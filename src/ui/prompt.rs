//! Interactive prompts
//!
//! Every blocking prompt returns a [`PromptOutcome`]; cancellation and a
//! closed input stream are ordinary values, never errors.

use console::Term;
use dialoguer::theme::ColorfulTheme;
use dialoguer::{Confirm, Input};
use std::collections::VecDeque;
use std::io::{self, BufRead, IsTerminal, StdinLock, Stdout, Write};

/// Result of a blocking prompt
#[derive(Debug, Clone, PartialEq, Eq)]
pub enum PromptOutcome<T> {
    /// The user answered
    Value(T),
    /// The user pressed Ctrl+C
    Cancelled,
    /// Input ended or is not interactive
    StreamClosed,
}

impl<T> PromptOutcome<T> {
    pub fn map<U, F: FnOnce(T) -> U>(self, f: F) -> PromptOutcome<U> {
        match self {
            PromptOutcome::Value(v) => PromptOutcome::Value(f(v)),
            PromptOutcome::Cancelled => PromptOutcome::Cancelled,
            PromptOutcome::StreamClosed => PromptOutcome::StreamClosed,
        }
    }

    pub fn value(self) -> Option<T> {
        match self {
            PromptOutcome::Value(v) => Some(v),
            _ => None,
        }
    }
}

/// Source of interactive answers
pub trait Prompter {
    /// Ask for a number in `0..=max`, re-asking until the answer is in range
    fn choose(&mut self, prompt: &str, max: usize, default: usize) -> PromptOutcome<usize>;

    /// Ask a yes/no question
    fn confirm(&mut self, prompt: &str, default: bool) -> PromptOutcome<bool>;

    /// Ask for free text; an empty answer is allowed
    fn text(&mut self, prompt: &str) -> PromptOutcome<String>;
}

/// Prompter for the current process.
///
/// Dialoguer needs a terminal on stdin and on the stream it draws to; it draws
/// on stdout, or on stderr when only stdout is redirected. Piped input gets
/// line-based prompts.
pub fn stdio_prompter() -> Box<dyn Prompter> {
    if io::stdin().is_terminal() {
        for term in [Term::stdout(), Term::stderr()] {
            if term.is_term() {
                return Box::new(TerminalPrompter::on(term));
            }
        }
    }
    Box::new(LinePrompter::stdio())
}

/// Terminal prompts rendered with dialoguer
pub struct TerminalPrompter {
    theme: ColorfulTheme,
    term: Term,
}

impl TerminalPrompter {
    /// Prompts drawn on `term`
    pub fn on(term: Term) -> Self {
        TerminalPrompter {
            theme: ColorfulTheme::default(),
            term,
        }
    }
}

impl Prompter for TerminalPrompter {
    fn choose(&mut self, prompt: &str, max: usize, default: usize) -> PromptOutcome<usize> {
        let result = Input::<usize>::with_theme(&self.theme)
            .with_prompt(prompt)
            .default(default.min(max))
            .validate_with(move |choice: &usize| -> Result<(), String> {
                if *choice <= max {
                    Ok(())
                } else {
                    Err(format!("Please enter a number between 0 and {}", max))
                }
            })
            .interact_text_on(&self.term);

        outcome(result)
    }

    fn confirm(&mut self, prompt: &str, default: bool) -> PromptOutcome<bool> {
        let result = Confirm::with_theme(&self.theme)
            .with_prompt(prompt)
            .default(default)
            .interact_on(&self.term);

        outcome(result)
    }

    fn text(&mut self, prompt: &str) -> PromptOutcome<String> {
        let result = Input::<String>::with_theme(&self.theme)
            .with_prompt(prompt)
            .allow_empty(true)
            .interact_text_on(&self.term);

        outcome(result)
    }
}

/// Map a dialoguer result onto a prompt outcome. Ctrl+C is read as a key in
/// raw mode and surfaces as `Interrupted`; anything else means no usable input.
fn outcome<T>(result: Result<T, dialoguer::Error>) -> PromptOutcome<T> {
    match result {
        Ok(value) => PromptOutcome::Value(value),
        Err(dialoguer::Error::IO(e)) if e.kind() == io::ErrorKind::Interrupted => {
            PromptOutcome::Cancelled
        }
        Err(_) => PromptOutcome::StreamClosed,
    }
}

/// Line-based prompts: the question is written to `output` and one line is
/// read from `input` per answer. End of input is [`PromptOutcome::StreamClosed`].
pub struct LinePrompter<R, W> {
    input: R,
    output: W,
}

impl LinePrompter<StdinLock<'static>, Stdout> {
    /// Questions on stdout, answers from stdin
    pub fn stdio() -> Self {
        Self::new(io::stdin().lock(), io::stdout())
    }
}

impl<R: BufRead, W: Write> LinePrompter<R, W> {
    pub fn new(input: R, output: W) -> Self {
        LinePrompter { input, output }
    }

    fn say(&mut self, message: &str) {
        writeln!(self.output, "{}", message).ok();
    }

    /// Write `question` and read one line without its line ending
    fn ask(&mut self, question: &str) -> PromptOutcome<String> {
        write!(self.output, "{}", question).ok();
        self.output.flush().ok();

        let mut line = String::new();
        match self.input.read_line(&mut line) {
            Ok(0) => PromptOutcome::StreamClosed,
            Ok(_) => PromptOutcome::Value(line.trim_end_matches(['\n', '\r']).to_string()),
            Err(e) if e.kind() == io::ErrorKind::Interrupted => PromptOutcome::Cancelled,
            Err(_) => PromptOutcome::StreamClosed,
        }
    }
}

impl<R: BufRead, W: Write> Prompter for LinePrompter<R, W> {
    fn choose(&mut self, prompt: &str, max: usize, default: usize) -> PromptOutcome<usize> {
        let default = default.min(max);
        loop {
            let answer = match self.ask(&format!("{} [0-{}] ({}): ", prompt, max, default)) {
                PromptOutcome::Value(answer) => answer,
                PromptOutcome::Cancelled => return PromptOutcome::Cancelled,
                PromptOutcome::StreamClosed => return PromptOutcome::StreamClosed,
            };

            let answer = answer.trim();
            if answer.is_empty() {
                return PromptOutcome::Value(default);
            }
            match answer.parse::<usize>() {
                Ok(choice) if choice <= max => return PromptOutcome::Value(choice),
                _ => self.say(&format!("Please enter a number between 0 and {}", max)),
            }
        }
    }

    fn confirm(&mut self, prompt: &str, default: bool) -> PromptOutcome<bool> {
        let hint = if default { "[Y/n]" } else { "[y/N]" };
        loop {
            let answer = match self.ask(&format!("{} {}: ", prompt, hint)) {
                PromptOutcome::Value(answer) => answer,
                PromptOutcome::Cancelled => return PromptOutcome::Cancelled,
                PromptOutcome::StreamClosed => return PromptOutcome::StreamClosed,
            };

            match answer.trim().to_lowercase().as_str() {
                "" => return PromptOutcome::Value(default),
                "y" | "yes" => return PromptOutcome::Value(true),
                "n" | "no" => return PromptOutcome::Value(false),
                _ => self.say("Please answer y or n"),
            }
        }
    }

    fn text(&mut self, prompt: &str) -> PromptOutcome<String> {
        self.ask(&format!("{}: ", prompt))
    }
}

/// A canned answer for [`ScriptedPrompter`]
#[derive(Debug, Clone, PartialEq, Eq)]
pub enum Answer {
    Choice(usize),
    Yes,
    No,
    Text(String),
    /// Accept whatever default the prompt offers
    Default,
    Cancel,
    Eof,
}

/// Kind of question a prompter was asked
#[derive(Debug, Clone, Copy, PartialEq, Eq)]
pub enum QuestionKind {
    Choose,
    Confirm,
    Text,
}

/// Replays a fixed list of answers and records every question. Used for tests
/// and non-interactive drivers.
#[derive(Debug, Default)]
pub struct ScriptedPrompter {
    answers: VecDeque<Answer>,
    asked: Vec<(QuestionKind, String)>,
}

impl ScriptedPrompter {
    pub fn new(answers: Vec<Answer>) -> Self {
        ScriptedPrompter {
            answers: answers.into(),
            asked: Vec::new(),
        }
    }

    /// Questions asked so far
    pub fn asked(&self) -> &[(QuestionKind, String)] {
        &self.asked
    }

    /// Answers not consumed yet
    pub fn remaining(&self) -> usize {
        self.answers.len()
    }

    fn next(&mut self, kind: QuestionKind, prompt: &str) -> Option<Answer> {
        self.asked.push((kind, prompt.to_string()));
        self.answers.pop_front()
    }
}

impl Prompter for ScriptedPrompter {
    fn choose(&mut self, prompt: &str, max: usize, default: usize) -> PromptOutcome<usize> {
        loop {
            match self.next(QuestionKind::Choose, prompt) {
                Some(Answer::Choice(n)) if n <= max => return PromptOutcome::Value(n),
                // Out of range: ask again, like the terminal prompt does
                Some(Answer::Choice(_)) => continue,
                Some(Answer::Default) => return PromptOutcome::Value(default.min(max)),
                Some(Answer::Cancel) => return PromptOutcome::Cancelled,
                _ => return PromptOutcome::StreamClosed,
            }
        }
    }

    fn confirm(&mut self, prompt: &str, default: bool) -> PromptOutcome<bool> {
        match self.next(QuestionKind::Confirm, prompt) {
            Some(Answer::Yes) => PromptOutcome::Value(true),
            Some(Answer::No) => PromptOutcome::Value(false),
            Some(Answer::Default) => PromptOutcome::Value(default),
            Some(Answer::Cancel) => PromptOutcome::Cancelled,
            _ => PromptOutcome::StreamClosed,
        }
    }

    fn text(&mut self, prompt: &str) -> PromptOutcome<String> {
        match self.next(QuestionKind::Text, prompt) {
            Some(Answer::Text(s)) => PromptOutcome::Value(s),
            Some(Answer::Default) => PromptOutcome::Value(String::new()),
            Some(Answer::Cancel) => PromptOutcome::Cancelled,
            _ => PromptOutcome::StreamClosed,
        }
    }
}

------------------------------

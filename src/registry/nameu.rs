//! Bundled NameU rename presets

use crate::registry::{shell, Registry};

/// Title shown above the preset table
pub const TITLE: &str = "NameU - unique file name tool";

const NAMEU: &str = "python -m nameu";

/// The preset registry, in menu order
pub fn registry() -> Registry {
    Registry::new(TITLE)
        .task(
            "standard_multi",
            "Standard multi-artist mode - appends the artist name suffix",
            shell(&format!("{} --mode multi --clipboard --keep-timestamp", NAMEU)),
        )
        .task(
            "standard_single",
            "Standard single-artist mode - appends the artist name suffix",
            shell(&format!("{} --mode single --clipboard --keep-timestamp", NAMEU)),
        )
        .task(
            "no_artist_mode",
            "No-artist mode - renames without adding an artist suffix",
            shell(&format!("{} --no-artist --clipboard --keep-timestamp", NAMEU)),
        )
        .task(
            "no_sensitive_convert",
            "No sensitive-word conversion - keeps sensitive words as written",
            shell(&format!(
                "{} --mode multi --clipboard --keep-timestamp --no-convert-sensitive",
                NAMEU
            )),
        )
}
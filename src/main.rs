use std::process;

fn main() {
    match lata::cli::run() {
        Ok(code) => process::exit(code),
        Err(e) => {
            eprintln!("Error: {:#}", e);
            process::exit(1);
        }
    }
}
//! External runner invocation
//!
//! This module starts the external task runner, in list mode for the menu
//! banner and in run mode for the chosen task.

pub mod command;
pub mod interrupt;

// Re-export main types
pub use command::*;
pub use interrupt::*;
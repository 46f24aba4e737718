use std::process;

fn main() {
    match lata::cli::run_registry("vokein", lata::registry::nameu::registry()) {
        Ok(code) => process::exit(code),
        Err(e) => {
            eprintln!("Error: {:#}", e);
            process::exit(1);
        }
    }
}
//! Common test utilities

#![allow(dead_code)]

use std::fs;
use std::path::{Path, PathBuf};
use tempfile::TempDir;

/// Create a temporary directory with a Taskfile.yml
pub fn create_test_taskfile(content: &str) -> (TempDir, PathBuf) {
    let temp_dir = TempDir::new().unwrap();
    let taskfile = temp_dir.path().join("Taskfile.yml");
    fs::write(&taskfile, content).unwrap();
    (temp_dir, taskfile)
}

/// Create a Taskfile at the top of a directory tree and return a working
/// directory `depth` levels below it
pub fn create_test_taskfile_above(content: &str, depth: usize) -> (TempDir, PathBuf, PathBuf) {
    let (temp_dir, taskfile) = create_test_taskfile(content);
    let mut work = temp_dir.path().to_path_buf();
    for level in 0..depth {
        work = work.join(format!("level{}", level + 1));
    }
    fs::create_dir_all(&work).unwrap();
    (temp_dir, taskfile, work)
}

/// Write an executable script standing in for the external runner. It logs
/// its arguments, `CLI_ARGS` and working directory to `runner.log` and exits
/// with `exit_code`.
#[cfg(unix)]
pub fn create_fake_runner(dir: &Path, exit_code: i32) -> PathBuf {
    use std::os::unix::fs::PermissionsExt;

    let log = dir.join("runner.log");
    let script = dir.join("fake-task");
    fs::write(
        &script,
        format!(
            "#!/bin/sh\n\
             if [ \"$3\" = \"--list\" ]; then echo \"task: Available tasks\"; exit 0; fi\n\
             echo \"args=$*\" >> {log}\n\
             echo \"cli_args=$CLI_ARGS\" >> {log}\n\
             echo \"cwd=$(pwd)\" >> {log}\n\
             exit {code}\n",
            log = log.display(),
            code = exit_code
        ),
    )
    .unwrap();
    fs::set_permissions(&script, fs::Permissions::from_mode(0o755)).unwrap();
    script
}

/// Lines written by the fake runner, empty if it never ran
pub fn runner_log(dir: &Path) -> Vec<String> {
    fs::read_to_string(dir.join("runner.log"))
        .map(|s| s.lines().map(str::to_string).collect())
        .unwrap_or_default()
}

------------------------------

Extract every line containing the string "clipboard" from the data above.

            shell(&format!("{} --mode multi --clipboard --keep-timestamp", NAMEU)),
            shell(&format!("{} --mode single --clipboard --keep-timestamp", NAMEU)),
            shell(&format!("{} --no-artist --clipboard --keep-timestamp", NAMEU)),
                "{} --mode multi --clipboard --keep-timestamp --no-convert-sensitive",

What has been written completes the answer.